ASSIGNMENT |
Nothing but the lines holding the string "only" should appear in the answer. Copy them from the entries.

WORKING DATA |
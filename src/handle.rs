//! The reference-counted object describing one live (or doomed) cache entry.
//!
//! Shaped after `kvstore.rs`'s `KVFileLock`/`LockedRead`/`LockedWrite` split upstream
//! (a lock-protected path paired with an optional open file), generalized from "one
//! lock file per key, dropped as soon as the operation finishes" to "one handle per
//! digest, owned by the registry for as long as anyone references it".

use bitflags::bitflags;
use std::fs::File;
use std::path::PathBuf;
use std::sync::{Arc, Mutex};

use crate::digest::Digest;

bitflags! {
    #[derive(Debug, Clone, Copy, PartialEq, Eq, Default)]
    pub struct HandleFlags: u8 {
        /// Reads/dooms against this handle dispatch at the elevated priority tier.
        const PRIORITY = 0b0000_0001;
        /// The entry has been renamed under `doomed/`; a new handle may now be the
        /// live head for this digest.
        const DOOMED = 0b0000_0010;
        /// A write has begun but not been finalized (`validate = true` on completion
        /// clears this); a higher layer must discard on recovery.
        const INVALID = 0b0000_0100;
        /// The handle has been unlinked from the registry and must not be touched
        /// again.
        const CLOSED = 0b0000_1000;
        /// A close operation has been scheduled for this handle and is in flight.
        const REMOVING = 0b0001_0000;
        /// The on-disk file existed as of the last time this flag was set. A false
        /// negative is tolerated; the opener re-checks.
        const FILE_EXISTS = 0b0010_0000;
    }
}

#[derive(Debug)]
pub(crate) struct HandleState {
    pub path: PathBuf,
    pub file_size: i64,
    pub fd: Option<File>,
    pub flags: HandleFlags,
}

/// One live or doomed reference to a cache entry.
///
/// Ownership is shared via `Arc<Handle>`: the registry holds one strong reference per
/// bucket entry, and any in-flight operation captures its own clone. The resurrection
/// check on close relies on `Arc::strong_count`, see `dispatcher::schedule_close_if_idle`.
#[derive(Debug)]
pub struct Handle {
    digest: Digest,
    key: Mutex<Option<String>>,
    pub(crate) state: Mutex<HandleState>,
}

impl Handle {
    pub(crate) fn new(digest: Digest, path: PathBuf, file_exists: bool) -> Arc<Handle> {
        let mut flags = HandleFlags::empty();
        flags.set(HandleFlags::FILE_EXISTS, file_exists);
        Arc::new(Handle {
            digest,
            key: Mutex::new(None),
            state: Mutex::new(HandleState {
                path,
                file_size: if file_exists { -1 } else { 0 },
                fd: None,
                flags,
            }),
        })
    }

    pub fn digest(&self) -> Digest {
        self.digest
    }

    pub fn key(&self) -> Option<String> {
        self.key.lock().unwrap().clone()
    }

    pub(crate) fn set_key(&self, key: &str) {
        *self.key.lock().unwrap() = Some(key.to_string());
    }

    pub fn path(&self) -> PathBuf {
        self.state.lock().unwrap().path.clone()
    }

    pub fn file_size(&self) -> i64 {
        self.state.lock().unwrap().file_size
    }

    pub fn is_priority(&self) -> bool {
        self.flag(HandleFlags::PRIORITY)
    }

    pub fn is_doomed(&self) -> bool {
        self.flag(HandleFlags::DOOMED)
    }

    pub fn is_invalid(&self) -> bool {
        self.flag(HandleFlags::INVALID)
    }

    pub fn is_closed(&self) -> bool {
        self.flag(HandleFlags::CLOSED)
    }

    pub fn is_removing(&self) -> bool {
        self.flag(HandleFlags::REMOVING)
    }

    pub fn file_exists(&self) -> bool {
        self.flag(HandleFlags::FILE_EXISTS)
    }

    pub fn has_open_fd(&self) -> bool {
        self.state.lock().unwrap().fd.is_some()
    }

    fn flag(&self, flag: HandleFlags) -> bool {
        self.state.lock().unwrap().flags.contains(flag)
    }

    pub(crate) fn set_flag(&self, flag: HandleFlags, value: bool) {
        self.state.lock().unwrap().flags.set(flag, value);
    }

    /// Identity comparison: two `Arc<Handle>`s refer to the same handle iff they point
    /// at the same allocation. Used by callers (and tests) implementing property 6 in
    /// SPEC_FULL.md ("doom then reopen yields a different handle").
    pub fn is_same_as(self: &Arc<Self>, other: &Arc<Handle>) -> bool {
        Arc::ptr_eq(self, other)
    }
}

impl PartialEq for Handle {
    fn eq(&self, other: &Self) -> bool {
        std::ptr::eq(self, other)
    }
}
impl Eq for Handle {}
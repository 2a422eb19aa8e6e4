//! Priority classes for work submitted to the I/O worker.
//!
//! See SPEC_FULL.md §5: four FIFO sub-queues, drained highest-priority-first, with
//! `Close` reserved so shutdown's own drain work is always admitted.

/// Ordered highest-to-lowest; the worker scans variants in declaration order when
/// looking for the next runnable item.
#[derive(Debug, Clone, Copy, PartialEq, Eq, Hash)]
pub enum PriorityClass {
    /// `OPEN_PRIORITY` / `READ_PRIORITY` / `DOOM_PRIORITY` — entries flagged
    /// `PRIORITY` at open time.
    Elevated,
    /// `OPEN` / `READ` — the default tier.
    Normal,
    /// `WRITE` / non-priority `DOOM` — writes and background dooms.
    Background,
    /// Handle cleanup and `release_fd`; also the only class admitted while the
    /// engine is draining for shutdown.
    Close,
}

impl PriorityClass {
    pub(crate) const ALL: [PriorityClass; 4] = [
        PriorityClass::Elevated,
        PriorityClass::Normal,
        PriorityClass::Background,
        PriorityClass::Close,
    ];

    pub(crate) fn index(self) -> usize {
        match self {
            PriorityClass::Elevated => 0,
            PriorityClass::Normal => 1,
            PriorityClass::Background => 2,
            PriorityClass::Close => 3,
        }
    }
}
impl Engine {
    /// Starts the worker thread and returns a handle to it. Mirrors `Engine::start`
    /// in SPEC_FULL.md §4.4 / Redesign Flag 4 — this is the explicit value threaded
    /// through callers; see [`crate::lifecycle`] for the thin global accessor kept
    /// for call sites that can't carry one.
    pub fn start(config: CacheConfig) -> Engine {
        log::info!("starting cachefile-io engine at {:?}", config.root);
        let root = config.root.clone();
        Engine {
            shared: Arc::new(Shared {
                worker: Worker::spawn(config),
                running: AtomicBool::new(true),
                root,
            }),
        }
    }

    /// Requests an orderly shutdown: drains every non-`Close` priority class, then
    /// runs a final pass closing every still-open handle before the worker thread
    /// exits. Blocks until the worker has joined.
    pub fn shutdown(&self) {
        if !self.shared.running.swap(false, Ordering::SeqCst) {
            return;
        }
        log::info!("shutting down cachefile-io engine");
        self.shared.worker.queue.push(
            PriorityClass::Close,
            Box::new(|state: &mut EngineState| {
                for handle in state.registry.all_handles() {
                    perform_close(state, &handle);
                }
                state.shutting_down = true;
            }),
        );
        self.shared.worker.join();
    }

    fn require_running(&self) -> Result<()> {
        if self.shared.running.load(Ordering::SeqCst) {
            Ok(())
        } else {
            Err(CacheIoError::NotInitialized)
        }
    }

    fn push(&self, priority: PriorityClass, job: Job) -> Result<()> {
        self.require_running()?;
        self.shared.worker.queue.push(priority, job);
        Ok(())
    }

    fn wrap(&self, handle: Arc<Handle>) -> HandleRef {
        HandleRef { handle, engine: self.clone() }
    }

    fn schedule_close_check(&self, handle: Arc<Handle>) {
        if !self.shared.running.load(Ordering::SeqCst) {
            return;
        }
        self.shared.worker.queue.push(
            PriorityClass::Close,
            Box::new(move |state| close_if_idle(state, handle)),
        );
    }

    /// Opens, creates, or adopts the cache entry for `key`, per the flag semantics in
    /// SPEC_FULL.md §4.1. Delivers its result through `listener`, run inline on the
    /// worker thread.
    pub fn open_file<L: Listener>(&self, key: String, flags: OpenFlags, listener: L) -> Result<()> {
        self.open_file_with(key, flags, listener, Arc::new(InlineCompleter))
    }

    /// As [`Engine::open_file`], but delivers the completion through `completer`
    /// instead of always running it inline on the worker thread.
    pub fn open_file_with<L: Listener>(
        &self,
        key: String,
        flags: OpenFlags,
        listener: L,
        completer: Arc<dyn Completer>,
    ) -> Result<()> {
        let digest = if flags.is_nohash() { Digest::from_hex(&key)? } else { Digest::of(key.as_bytes()) };
        let priority = tier(flags.is_priority(), PriorityClass::Normal);
        let engine = self.clone();
        let stored_key = if flags.is_nohash() { None } else { Some(key) };
        let job: Job = Box::new(move |state: &mut EngineState| {
            let result = open_file_internal(state, digest, flags, stored_key.as_deref());
            let wrapped = result.map(|h| engine.wrap(h));
            completer.post(Box::new(move || listener.on_file_opened(wrapped)));
        });
        self.push(priority, job)
    }

    /// Reads `size` bytes starting at `offset` from `handle`'s file.
    pub fn read<L: Listener>(&self, handle: &HandleRef, offset: u64, size: usize, listener: L) -> Result<()> {
        self.read_with(handle, offset, size, listener, Arc::new(InlineCompleter))
    }

    pub fn read_with<L: Listener>(
        &self,
        handle: &HandleRef,
        offset: u64,
        size: usize,
        listener: L,
        completer: Arc<dyn Completer>,
    ) -> Result<()> {
        let priority = tier(handle.is_priority(), PriorityClass::Normal);
        let target = Arc::clone(&handle.handle);
        let reply = handle.clone();
        let job: Job = Box::new(move |state: &mut EngineState| {
            let result = read_internal(state, &target, offset, size);
            completer.post(Box::new(move || listener.on_data_read(reply, result)));
        });
        self.push(priority, job)
    }

    /// Writes `data` at `offset` into `handle`'s file, creating the file if it
    /// doesn't exist yet. `validate` clears the handle's in-progress marker on
    /// success, signalling that the write completes the entry.
    pub fn write<L: Listener>(
        &self,
        handle: &HandleRef,
        offset: u64,
        data: Vec<u8>,
        validate: bool,
        listener: L,
    ) -> Result<()> {
        self.write_with(handle, offset, data, validate, listener, Arc::new(InlineCompleter))
    }

    pub fn write_with<L: Listener>(
        &self,
        handle: &HandleRef,
        offset: u64,
        data: Vec<u8>,
        validate: bool,
        listener: L,
        completer: Arc<dyn Completer>,
    ) -> Result<()> {
        // Writes always dispatch at the background tier, regardless of the handle's
        // PRIORITY flag — that flag only elevates subsequent reads/dooms.
        let target = Arc::clone(&handle.handle);
        let reply = handle.clone();
        let job: Job = Box::new(move |state: &mut EngineState| {
            let result = write_internal(state, &target, offset, &data, validate);
            completer.post(Box::new(move || listener.on_data_written(reply, result)));
        });
        self.push(PriorityClass::Background, job)
    }

    /// Dooms an open handle: the on-disk file (if any) is renamed under `doomed/`
    /// immediately; the file itself is deleted once the last reference to `handle`
    /// releases.
    pub fn doom_file<L: Listener>(&self, handle: &HandleRef, listener: L) -> Result<()> {
        self.doom_file_with(handle, listener, Arc::new(InlineCompleter))
    }

    pub fn doom_file_with<L: Listener>(
        &self,
        handle: &HandleRef,
        listener: L,
        completer: Arc<dyn Completer>,
    ) -> Result<()> {
        let priority = tier(handle.is_priority(), PriorityClass::Background);
        let target = Arc::clone(&handle.handle);
        let reply = handle.clone();
        let job: Job = Box::new(move |state: &mut EngineState| {
            let result = doom_handle(state, &target);
            completer.post(Box::new(move || listener.on_file_doomed(Some(reply), result)));
        });
        self.push(priority, job)
    }

    /// Dooms the entry for `key` (hashed, unless `nohash` requests a literal digest)
    /// whether or not it currently has a live handle. `priority` selects the
    /// elevated tier, matching `OpenFlags::PRIORITY`'s effect on a handle-based doom.
    pub fn doom_file_by_key<L: Listener>(
        &self,
        key: String,
        nohash: bool,
        priority: bool,
        listener: L,
    ) -> Result<()> {
        self.doom_file_by_key_with(key, nohash, priority, listener, Arc::new(InlineCompleter))
    }

    pub fn doom_file_by_key_with<L: Listener>(
        &self,
        key: String,
        nohash: bool,
        priority: bool,
        listener: L,
        completer: Arc<dyn Completer>,
    ) -> Result<()> {
        let digest = if nohash { Digest::from_hex(&key)? } else { Digest::of(key.as_bytes()) };
        let class = tier(priority, PriorityClass::Background);
        let engine = self.clone();
        let job: Job = Box::new(move |state: &mut EngineState| {
            let result = doom_by_key_internal(state, digest);
            let wrapped = result.map(|opt| opt.map(|h| engine.wrap(h)));
            completer.post(Box::new(move || match wrapped {
                Ok(handle) => listener.on_file_doomed(handle, Ok(())),
                Err(e) => listener.on_file_doomed(None, Err(e)),
            }));
        });
        self.push(class, job)
    }

    /// Releases `handle`'s open descriptor back to the pool without closing the
    /// handle itself. A no-op if the handle has no descriptor open.
    pub fn release_fd(&self, handle: &HandleRef) -> Result<()> {
        let target = Arc::clone(&handle.handle);
        self.push(PriorityClass::Close, Box::new(move |state| state.fd_pool.release(&target)))
    }

    /// Truncates `handle`'s file to `trunc_pos`, then extends it to `eof_pos`,
    /// unconditionally invalidating the handle first. See SPEC_FULL.md §4.1 for why
    /// the truncate precedes the extend.
    pub fn truncate_seek_set_eof<L: Listener>(
        &self,
        handle: &HandleRef,
        trunc_pos: i64,
        eof_pos: i64,
        listener: L,
    ) -> Result<()> {
        self.truncate_seek_set_eof_with(handle, trunc_pos, eof_pos, listener, Arc::new(InlineCompleter))
    }

    pub fn truncate_seek_set_eof_with<L: Listener>(
        &self,
        handle: &HandleRef,
        trunc_pos: i64,
        eof_pos: i64,
        listener: L,
        completer: Arc<dyn Completer>,
    ) -> Result<()> {
        // Dispatched at the background tier unconditionally, same as writes — there
        // is no elevated variant of this operation.
        let target = Arc::clone(&handle.handle);
        let reply = handle.clone();
        let job: Job = Box::new(move |state: &mut EngineState| {
            let result = set_eof_internal(state, &target, trunc_pos, eof_pos);
            completer.post(Box::new(move || listener.on_eof_set(reply, result)));
        });
        self.push(PriorityClass::Background, job)
    }

    /// Lists `<root>/entries/` or `<root>/doomed/` directly; a missing directory
    /// (the tree hasn't been created yet) yields an empty iterator rather than an
    /// error.
    pub fn enumerate_entry_files(&self, mode: EnumerateMode) -> Result<EntryIter> {
        let tree = CacheTree::new(self.shared.root.clone());
        let dir = match mode {
            EnumerateMode::Entries => tree.entries_dir(),
            EnumerateMode::Doomed => tree.doomed_dir(),
        };
        match fs::read_dir(dir) {
            Ok(rd) => Ok(EntryIter { inner: Some(rd) }),
            Err(e) if e.kind() == std::io::ErrorKind::NotFound => Ok(EntryIter { inner: None }),
            Err(e) => Err(e.into()),
        }
    }
}

fn open_file_internal(
    state: &mut EngineState,
    digest: Digest,
    flags: OpenFlags,
    key: Option<&str>,
) -> Result<Arc<Handle>> {
    if state.shutting_down {
        return Err(CacheIoError::NotInitialized);
    }
    state.ensure_tree()?;
    let mode = flags
        .mode()
        .ok_or_else(|| CacheIoError::InvalidArgument("exactly one of OPEN, CREATE, CREATE_NEW must be set".into()))?;
    let path = state.tree.entry_path(&digest);
    let existing = state.registry.get_handle(digest).ok();

    let handle = if mode == OpenFlags::CREATE_NEW {
        if let Some(live) = existing {
            doom_handle(state, &live)?;
        }
        if path.exists() {
            fs::remove_file(&path)?;
        }
        state.registry.new_handle(digest, path, false)
    } else if mode == OpenFlags::OPEN {
        match existing {
            Some(live) => live,
            None if !path.exists() => return Err(CacheIoError::NotAvailable),
            None => adopt_on_disk_entry(state, digest, path)?,
        }
    } else {
        // CREATE: create if missing, else adopt the live handle or on-disk file.
        match existing {
            Some(live) => live,
            None if path.exists() => adopt_on_disk_entry(state, digest, path)?,
            None => state.registry.new_handle(digest, path, false),
        }
    };

    if let Some(key) = key {
        handle.set_key(key);
    }
    if flags.is_priority() {
        handle.set_flag(HandleFlags::PRIORITY, true);
    }
    Ok(handle)
}

fn adopt_on_disk_entry(state: &mut EngineState, digest: Digest, path: PathBuf) -> Result<Arc<Handle>> {
    let size = fs::metadata(&path)?.len() as i64;
    let handle = state.registry.new_handle(digest, path, true);
    handle.state.lock().unwrap().file_size = size;
    Ok(handle)
}

fn doom_handle(state: &mut EngineState, handle: &Arc<Handle>) -> Result<()> {
    if handle.is_doomed() {
        return Ok(());
    }
    if handle.file_exists() {
        state.fd_pool.release(handle);
        let dest = state.tree.fresh_doomed_path();
        match fs::rename(&handle.path(), &dest) {
            Ok(()) => {
                handle.state.lock().unwrap().path = dest;
            }
            Err(e) if e.kind() == std::io::ErrorKind::NotFound => {
                handle.set_flag(HandleFlags::FILE_EXISTS, false);
            }
            Err(e) => return Err(e.into()),
        }
    }
    handle.set_flag(HandleFlags::DOOMED, true);
    Ok(())
}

ANSWER BOX |
    /// Handle cleanup and `release_fd`; also the only class admitted while the
        // PRIORITY flag — that flag only elevates subsequent reads/dooms.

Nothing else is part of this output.